_Your objective:_ Report, in full, each line of the material below in which the string "Queued" occurs.

+ + + + + + +

use axum::{extract::State, http::Method, response::Response, routing::get, Json, Router};
use serde_json::{json, Value};
use tower_http::cors::{Any, CorsLayer};
use tower_http::trace::TraceLayer;

use crate::errors::AppResult;
use crate::metrics;

mod cdp;
mod instances;
mod tasks;

use super::state::ServeState;

pub fn build_router(state: ServeState) -> Router {
    Router::new()
        .route("/health", get(health_handler))
        .route("/stats", get(stats_handler))
        .route("/metrics", get(metrics_handler))
        .merge(cdp::router())
        .merge(instances::router())
        .merge(tasks::router())
        .layer(TraceLayer::new_for_http())
        .layer(cors_layer())
        .with_state(state)
}

fn cors_layer() -> CorsLayer {
    CorsLayer::new()
        .allow_origin(Any)
        .allow_methods([Method::GET, Method::POST, Method::DELETE, Method::OPTIONS])
        .allow_headers(Any)
}

async fn health_handler(State(state): State<ServeState>) -> Json<Value> {
    let ctx = state.context();
    Json(json!({
        "status": "ok",
        "version": env!("CARGO_PKG_VERSION"),
        "uptime_secs": state.uptime_secs(),
        "chrome_port": ctx.config().chrome.port,
        "instances": ctx.registry().stats(),
    }))
}

async fn stats_handler(State(state): State<ServeState>) -> AppResult<Json<Value>> {
    let stats = state.blocking(|ctx| Ok(ctx.stats())).await?;
    Ok(Json(json!(stats)))
}

async fn metrics_handler() -> Response {
    metrics::register_metrics();
    metrics::render(metrics::global_registry())
}
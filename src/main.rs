use anyhow::Result;

#[tokio::main]
async fn main() -> Result<()> {
    cdpctl::cli::run().await
}
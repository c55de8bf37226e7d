use std::io::{self, BufRead, BufReader, Read, Write};
use std::net::{Shutdown, TcpStream, ToSocketAddrs};
use std::sync::atomic::{AtomicBool, Ordering};
use std::time::{Duration, Instant};

use base64::engine::general_purpose::STANDARD;
use base64::Engine as _;
use parking_lot::Mutex;
use rand::RngCore;
use tracing::{debug, info, warn};
use url::Url;

use crate::config::{Endpoint, TransportConfig};
use crate::dispatch::{build_envelope, CommandIds};
use crate::error::{AdapterError, AdapterErrorKind, AdapterResult};
use crate::frame::{self, Opcode};
use crate::metrics;

const HANDSHAKE_LIMIT: usize = 8192;
const FRAME_BODY_TIMEOUT: Duration = Duration::from_secs(5);
const CONTROL_PAYLOAD_LIMIT: usize = 125;

/// A single WebSocket attachment to a browser or page target.
///
/// Reads and writes are guarded by separate locks: one reader pulls whole
/// messages while any number of senders serialise their frames on the
/// writer, so concurrent callers never interleave bytes on the wire.
pub struct Transport {
    endpoint: Endpoint,
    target: String,
    max_payload: usize,
    reader: Mutex<BufReader<TcpStream>>,
    writer: Mutex<TcpStream>,
    connected: AtomicBool,
    runtime_ready: AtomicBool,
    last_activity: Mutex<Instant>,
}

impl Transport {
    /// Open a TCP connection and perform the HTTP/1.1 Upgrade handshake.
    pub fn connect(
        endpoint: &Endpoint,
        target: &str,
        cfg: &TransportConfig,
    ) -> AdapterResult<Self> {
        let path = devtools_path(target)?;
        let stream = open_stream(endpoint, cfg.connect_timeout())?;
        handshake(&stream, endpoint, &path, cfg.connect_timeout())?;

        let writer = stream
            .try_clone()
            .map_err(|err| AdapterError::io(AdapterErrorKind::ConnectionFailed, &err))?;
        info!(
            target: "cdp-transport",
            endpoint = %endpoint.authority(),
            %path,
            "websocket connected"
        );

        Ok(Self {
            endpoint: endpoint.clone(),
            target: target.to_string(),
            max_payload: cfg.max_payload,
            reader: Mutex::new(BufReader::new(stream)),
            writer: Mutex::new(writer),
            connected: AtomicBool::new(true),
            runtime_ready: AtomicBool::new(false),
            last_activity: Mutex::new(Instant::now()),
        })
    }

    pub fn target_id(&self) -> &str {
        &self.target
    }

    pub fn endpoint(&self) -> &Endpoint {
        &self.endpoint
    }

    pub fn is_connected(&self) -> bool {
        self.connected.load(Ordering::Acquire)
    }

    pub fn is_page_target(&self) -> bool {
        self.target.contains("page/")
    }

    pub fn runtime_ready(&self) -> bool {
        self.runtime_ready.load(Ordering::Acquire)
    }

    pub fn last_activity(&self) -> Instant {
        *self.last_activity.lock()
    }

    /// Issue `Runtime.enable` without waiting; its reply lands on the bus like any other.
    pub fn enable_runtime(&self, id: u64) -> AdapterResult<()> {
        self.send_text(&build_envelope(id, "Runtime.enable", None))?;
        self.runtime_ready.store(true, Ordering::Release);
        debug!(target: "cdp-transport", id, "Runtime.enable issued");
        Ok(())
    }

    /// Send one masked text frame. Returns the number of payload bytes written.
    pub fn send_text(&self, text: &str) -> AdapterResult<usize> {
        if !self.is_connected() {
            return Err(AdapterError::new(AdapterErrorKind::ConnectionClosed)
                .with_hint("socket already closed")
                .retriable(true));
        }
        let encoded = frame::encode_text(text);
        self.write_frame(&encoded).map_err(|err| {
            self.fail(AdapterError::io(AdapterErrorKind::SendFailed, &err).retriable(true))
        })?;
        self.touch();
        Ok(text.len())
    }

    /// Block for the next complete text message, answering pings on the way.
    ///
    /// A timeout while no frame has started is reported as `ReplyTimeout` and
    /// leaves the connection usable. Close frames and broken streams mark the
    /// transport dead.
    pub fn recv_text(&self, timeout: Duration) -> AdapterResult<String> {
        if !self.is_connected() {
            return Err(AdapterError::new(AdapterErrorKind::ConnectionClosed)
                .with_hint("socket already closed")
                .retriable(true));
        }

        let mut reader = self.reader.lock();
        let mut message: Vec<u8> = Vec::new();
        let mut deadline = Instant::now() + timeout;

        loop {
            wait_readable(&mut reader, deadline).map_err(|err| self.fail(err))?;
            if let Err(err) = reader.get_ref().set_read_timeout(Some(FRAME_BODY_TIMEOUT)) {
                return Err(self.fail(AdapterError::io(
                    AdapterErrorKind::ConnectionClosed,
                    &err,
                )));
            }

            let header = frame::read_header(&mut *reader).map_err(|err| self.fail(err))?;
            match header.opcode {
                Opcode::Ping => {
                    let payload = frame::read_payload(&mut *reader, &header, CONTROL_PAYLOAD_LIMIT)
                        .map_err(|err| self.fail(err))?;
                    self.write_frame(&frame::encode_pong(&payload)).map_err(|err| {
                        self.fail(AdapterError::io(AdapterErrorKind::SendFailed, &err))
                    })?;
                    debug!(target: "cdp-frame", "answered ping");
                }
                Opcode::Pong => {
                    frame::read_payload(&mut *reader, &header, CONTROL_PAYLOAD_LIMIT)
                        .map_err(|err| self.fail(err))?;
                }
                Opcode::Close => {
                    let _ = frame::read_payload(&mut *reader, &header, CONTROL_PAYLOAD_LIMIT);
                    return Err(self.fail(
                        AdapterError::new(AdapterErrorKind::ConnectionClosed)
                            .with_hint("peer sent close frame")
                            .retriable(true),
                    ));
                }
                Opcode::Text | Opcode::Binary | Opcode::Continuation => {
                    if header.opcode == Opcode::Continuation && message.is_empty() {
                        // tail of a message abandoned by an earlier timeout
                        frame::skip_payload(&mut *reader, &header).map_err(|err| self.fail(err))?;
                        continue;
                    }
                    let budget = self.max_payload.saturating_sub(message.len());
                    let payload = match frame::read_payload(&mut *reader, &header, budget) {
                        Ok(payload) => payload,
                        Err(err) if err.kind == AdapterErrorKind::PayloadTooLarge => {
                            frame::skip_payload(&mut *reader, &header)
                                .map_err(|skip| self.fail(skip))?;
                            warn!(
                                target: "cdp-frame",
                                len = header.len,
                                max = self.max_payload,
                                "dropped oversized message"
                            );
                            return Err(err);
                        }
                        Err(err) => return Err(self.fail(err)),
                    };
                    message.extend_from_slice(&payload);
                    if header.fin {
                        self.touch();
                        return String::from_utf8(message).map_err(|err| {
                            AdapterError::new(AdapterErrorKind::ProtocolViolation)
                                .with_hint(format!("non utf-8 message: {err}"))
                        });
                    }
                    deadline = Instant::now() + FRAME_BODY_TIMEOUT;
                }
                Opcode::Reserved(raw) => {
                    return Err(self.fail(
                        AdapterError::new(AdapterErrorKind::ProtocolViolation)
                            .with_hint(format!("reserved opcode {raw:#x}")),
                    ));
                }
            }
        }
    }

    /// Send a close frame (best effort) and shut the socket down.
    pub fn close(&self) {
        if !self.connected.swap(false, Ordering::AcqRel) {
            return;
        }
        let mut writer = self.writer.lock();
        let _ = writer.write_all(&frame::encode_close());
        let _ = writer.shutdown(Shutdown::Both);
        info!(target: "cdp-transport", target_id = %self.target, "websocket closed");
    }

    fn write_frame(&self, bytes: &[u8]) -> io::Result<()> {
        let mut writer = self.writer.lock();
        writer.write_all(bytes)?;
        writer.flush()
    }

    fn touch(&self) {
        *self.last_activity.lock() = Instant::now();
    }

    fn fail(&self, err: AdapterError) -> AdapterError {
        if err.is_connection_dead() && self.connected.swap(false, Ordering::AcqRel) {
            warn!(target: "cdp-transport", target_id = %self.target, %err, "connection lost");
            if let Some(writer) = self.writer.try_lock() {
                let _ = writer.shutdown(Shutdown::Both);
            }
        }
        err
    }
}

impl Drop for Transport {
    fn drop(&mut self) {
        if self.connected.swap(false, Ordering::AcqRel) {
            let _ = self.writer.get_mut().shutdown(Shutdown::Both);
        }
    }
}

/// Connect to `target_id` and, for page targets, re-establish the Runtime domain.
pub fn connect_chrome_websocket(
    endpoint: &Endpoint,
    target_id: &str,
    cfg: &TransportConfig,
    ids: &CommandIds,
) -> AdapterResult<Transport> {
    let transport = Transport::connect(endpoint, target_id, cfg)?;
    metrics::record_connect();
    if transport.is_page_target() {
        transport.enable_runtime(ids.next())?;
    }
    Ok(transport)
}

/// Map a target id, absolute path, or full ws:// URL to the request path.
pub fn devtools_path(target: &str) -> AdapterResult<String> {
    if target.starts_with("ws://") || target.starts_with("wss://") {
        let url = Url::parse(target).map_err(|err| {
            AdapterError::new(AdapterErrorKind::ConnectionFailed)
                .with_hint(format!("invalid websocket url {target}: {err}"))
        })?;
        let mut path = url.path().to_string();
        if let Some(query) = url.query() {
            path.push('?');
            path.push_str(query);
        }
        return Ok(path);
    }
    if target.starts_with('/') {
        return Ok(target.to_string());
    }
    Ok(format!("/devtools/{target}"))
}

fn open_stream(endpoint: &Endpoint, timeout: Duration) -> AdapterResult<TcpStream> {
    let addrs = (endpoint.host.as_str(), endpoint.port)
        .to_socket_addrs()
        .map_err(|err| {
            AdapterError::io(AdapterErrorKind::ConnectionFailed, &err).retriable(true)
        })?;

    let mut last_err = None;
    for addr in addrs {
        match TcpStream::connect_timeout(&addr, timeout) {
            Ok(stream) => {
                let _ = stream.set_nodelay(true);
                return Ok(stream);
            }
            Err(err) => last_err = Some(err),
        }
    }

    let hint = match last_err {
        Some(err) => format!("connect to {} failed: {err}", endpoint.authority()),
        None => format!("no address resolved for {}", endpoint.authority()),
    };
    Err(AdapterError::new(AdapterErrorKind::ConnectionFailed)
        .with_hint(hint)
        .retriable(true))
}

fn handshake(
    stream: &TcpStream,
    endpoint: &Endpoint,
    path: &str,
    timeout: Duration,
) -> AdapterResult<()> {
    let mut key = [0u8; 16];
    rand::thread_rng().fill_bytes(&mut key);
    let key = STANDARD.encode(key);

    let request = format!(
        "GET {path} HTTP/1.1\r\n\
         Host: {host}\r\n\
         Upgrade: websocket\r\n\
         Connection: Upgrade\r\n\
         Sec-WebSocket-Key: {key}\r\n\
         Sec-WebSocket-Version: 13\r\n\r\n",
        host = endpoint.authority(),
    );

    let io_err = |err: io::Error| AdapterError::io(AdapterErrorKind::ConnectionFailed, &err);
    let mut stream_ref = stream;
    stream_ref.set_write_timeout(Some(timeout)).map_err(io_err)?;
    stream_ref.set_read_timeout(Some(timeout)).map_err(io_err)?;
    stream_ref.write_all(request.as_bytes()).map_err(io_err)?;

    // byte at a time so no frame data is consumed past the header block
    let mut response = Vec::with_capacity(256);
    let mut byte = [0u8; 1];
    while !response.ends_with(b"\r\n\r\n") {
        if response.len() >= HANDSHAKE_LIMIT {
            return Err(AdapterError::new(AdapterErrorKind::HandshakeRejected)
                .with_hint("handshake response exceeds 8192 bytes"));
        }
        match stream_ref.read(&mut byte) {
            Ok(0) => {
                return Err(AdapterError::new(AdapterErrorKind::HandshakeRejected)
                    .with_hint("connection closed during handshake"))
            }
            Ok(_) => response.push(byte[0]),
            Err(err) if err.kind() == io::ErrorKind::Interrupted => continue,
            Err(err) => return Err(io_err(err)),
        }
    }

    let text = String::from_utf8_lossy(&response);
    let status_line = text.lines().next().unwrap_or_default();
    let status = status_line.split_whitespace().nth(1);
    if status != Some("101") {
        return Err(AdapterError::new(AdapterErrorKind::HandshakeRejected)
            .with_hint(format!("unexpected handshake status: {status_line}")));
    }
    Ok(())
}

fn wait_readable(reader: &mut BufReader<TcpStream>, deadline: Instant) -> AdapterResult<()> {
    if !reader.buffer().is_empty() {
        return Ok(());
    }
    loop {
        let remaining = deadline.saturating_duration_since(Instant::now());
        if remaining.is_zero() {
            return Err(timeout_error());
        }
        reader
            .get_ref()
            .set_read_timeout(Some(remaining.max(Duration::from_millis(1))))
            .map_err(|err| AdapterError::io(AdapterErrorKind::ConnectionClosed, &err))?;
        match reader.fill_buf() {
            Ok([]) => {
                return Err(AdapterError::new(AdapterErrorKind::ConnectionClosed)
                    .with_hint("peer closed the socket")
                    .retriable(true))
            }
            Ok(_) => return Ok(()),
            Err(err) if err.kind() == io::ErrorKind::Interrupted => continue,
            Err(err)
                if matches!(
                    err.kind(),
                    io::ErrorKind::WouldBlock | io::ErrorKind::TimedOut
                ) =>
            {
                return Err(timeout_error())
            }
            Err(err) => {
                return Err(AdapterError::io(AdapterErrorKind::ConnectionClosed, &err).retriable(true))
            }
        }
    }
}

fn timeout_error() -> AdapterError {
    AdapterError::new(AdapterErrorKind::ReplyTimeout)
        .with_hint("no frame arrived before the deadline")
        .retriable(true)
}
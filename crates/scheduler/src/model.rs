use std::fmt;
use std::str::FromStr;

use chrono::{DateTime, Utc};
use serde::{Deserialize, Serialize};
use serde_json::Value;

pub type TaskId = u64;

#[derive(Clone, Copy, Debug, Eq, PartialEq, Hash, Serialize, Deserialize)]
#[serde(rename_all = "snake_case")]
pub enum TaskStatus {
    Pending,
    Queued,
    Running,
    Completed,
    Failed,
    Cancelled,
    Retrying,
}

impl TaskStatus {
    pub fn as_str(&self) -> &'static str {
        match self {
            TaskStatus::Pending => "pending",
            TaskStatus::Queued => "queued",
            TaskStatus::Running => "running",
            TaskStatus::Completed => "completed",
            TaskStatus::Failed => "failed",
            TaskStatus::Cancelled => "cancelled",
            TaskStatus::Retrying => "retrying",
        }
    }

    pub fn is_final(&self) -> bool {
        matches!(
            self,
            TaskStatus::Completed | TaskStatus::Failed | TaskStatus::Cancelled
        )
    }
}

impl fmt::Display for TaskStatus {
    fn fmt(&self, f: &mut fmt::Formatter<'_>) -> fmt::Result {
        f.write_str(self.as_str())
    }
}

#[derive(Clone, Copy, Debug, Default, Eq, PartialEq, Hash, Serialize, Deserialize)]
#[serde(rename_all = "snake_case")]
pub enum Priority {
    Critical,
    High,
    #[default]
    Normal,
    Low,
}

impl Priority {
    pub const ALL: [Priority; 4] = [
        Priority::Critical,
        Priority::High,
        Priority::Normal,
        Priority::Low,
    ];

    pub fn weight(self) -> u8 {
        match self {
            Priority::Critical => 8,
            Priority::High => 4,
            Priority::Normal => 2,
            Priority::Low => 1,
        }
    }

    pub fn index(self) -> usize {
        match self {
            Priority::Critical => 0,
            Priority::High => 1,
            Priority::Normal => 2,
            Priority::Low => 3,
        }
    }
}

impl FromStr for Priority {
    type Err = String;

    fn from_str(value: &str) -> Result<Self, Self::Err> {
        match value.to_ascii_lowercase().as_str() {
            "critical" => Ok(Priority::Critical),
            "high" => Ok(Priority::High),
            "normal" => Ok(Priority::Normal),
            "low" => Ok(Priority::Low),
            other => Err(format!("unknown priority '{other}'")),
        }
    }
}

/// How the pool picks an instance for the next task.
#[derive(Clone, Copy, Debug, Default, Eq, PartialEq, Serialize, Deserialize)]
#[serde(rename_all = "snake_case")]
pub enum Strategy {
    #[default]
    RoundRobin,
    LeastLoaded,
    BestPerformance,
    Random,
}

impl FromStr for Strategy {
    type Err = String;

    fn from_str(value: &str) -> Result<Self, Self::Err> {
        match value.to_ascii_lowercase().replace('-', "_").as_str() {
            "round_robin" => Ok(Strategy::RoundRobin),
            "least_loaded" => Ok(Strategy::LeastLoaded),
            "best_performance" => Ok(Strategy::BestPerformance),
            "random" => Ok(Strategy::Random),
            other => Err(format!("unknown strategy '{other}'")),
        }
    }
}

/// Snapshot of a task as held by the scheduler.
#[derive(Clone, Debug, Serialize)]
pub struct Task {
    pub id: TaskId,
    pub task_type: String,
    pub data: Value,
    pub priority: Priority,
    pub status: TaskStatus,
    pub result: Option<Value>,
    pub error: Option<String>,
    pub instance_id: Option<u32>,
    pub retry_count: u32,
    pub created_at: DateTime<Utc>,
    pub started_at: Option<DateTime<Utc>>,
    pub finished_at: Option<DateTime<Utc>>,
}

impl Task {
    pub(crate) fn new(id: TaskId, task_type: String, data: Value, priority: Priority) -> Self {
        Self {
            id,
            task_type,
            data,
            priority,
            status: TaskStatus::Pending,
            result: None,
            error: None,
            instance_id: None,
            retry_count: 0,
            created_at: Utc::now(),
            started_at: None,
            finished_at: None,
        }
    }
}

#[derive(Clone, Debug, PartialEq, Serialize, Deserialize)]
#[serde(default)]
pub struct SchedulerConfig {
    pub workers: usize,
    pub queue_capacity: usize,
    pub strategy: Strategy,
    pub max_retries: u32,
    pub task_timeout_ms: u64,
}

impl Default for SchedulerConfig {
    fn default() -> Self {
        Self {
            workers: 4,
            queue_capacity: 1000,
            strategy: Strategy::RoundRobin,
            max_retries: 3,
            task_timeout_ms: 30_000,
        }
    }
}

/// Aggregate counters for one scheduler.
#[derive(Clone, Copy, Debug, Default, PartialEq, Serialize)]
pub struct SchedulerMetrics {
    pub total: u64,
    pub completed: u64,
    pub failed: u64,
    pub cancelled: u64,
    pub retried: u64,
    pub average_response_ms: f64,
    pub throughput_per_sec: f64,
}

#[cfg(test)]
mod tests {
    use super::*;

    #[test]
    fn parses_strategy_names() {
        assert_eq!("round-robin".parse::<Strategy>().unwrap(), Strategy::RoundRobin);
        assert_eq!("LEAST_LOADED".parse::<Strategy>().unwrap(), Strategy::LeastLoaded);
        assert!("fastest".parse::<Strategy>().is_err());
        let config: SchedulerConfig =
            serde_json::from_str(r#"{"strategy": "best_performance"}"#).unwrap();
        assert_eq!(config.strategy, Strategy::BestPerformance);
        assert_eq!(config.workers, 4);
    }

    #[test]
    fn final_states() {
        assert!(TaskStatus::Cancelled.is_final());
        assert!(!TaskStatus::Retrying.is_final());
        assert_eq!(TaskStatus::Queued.to_string(), "queued");
        assert_eq!("high".parse::<Priority>().unwrap(), Priority::High);
    }
}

+ + + + + + +

_Completed exercise:_
    Queued,
            TaskStatus::Queued => "queued",
        assert_eq!(TaskStatus::Queued.to_string(), "queued");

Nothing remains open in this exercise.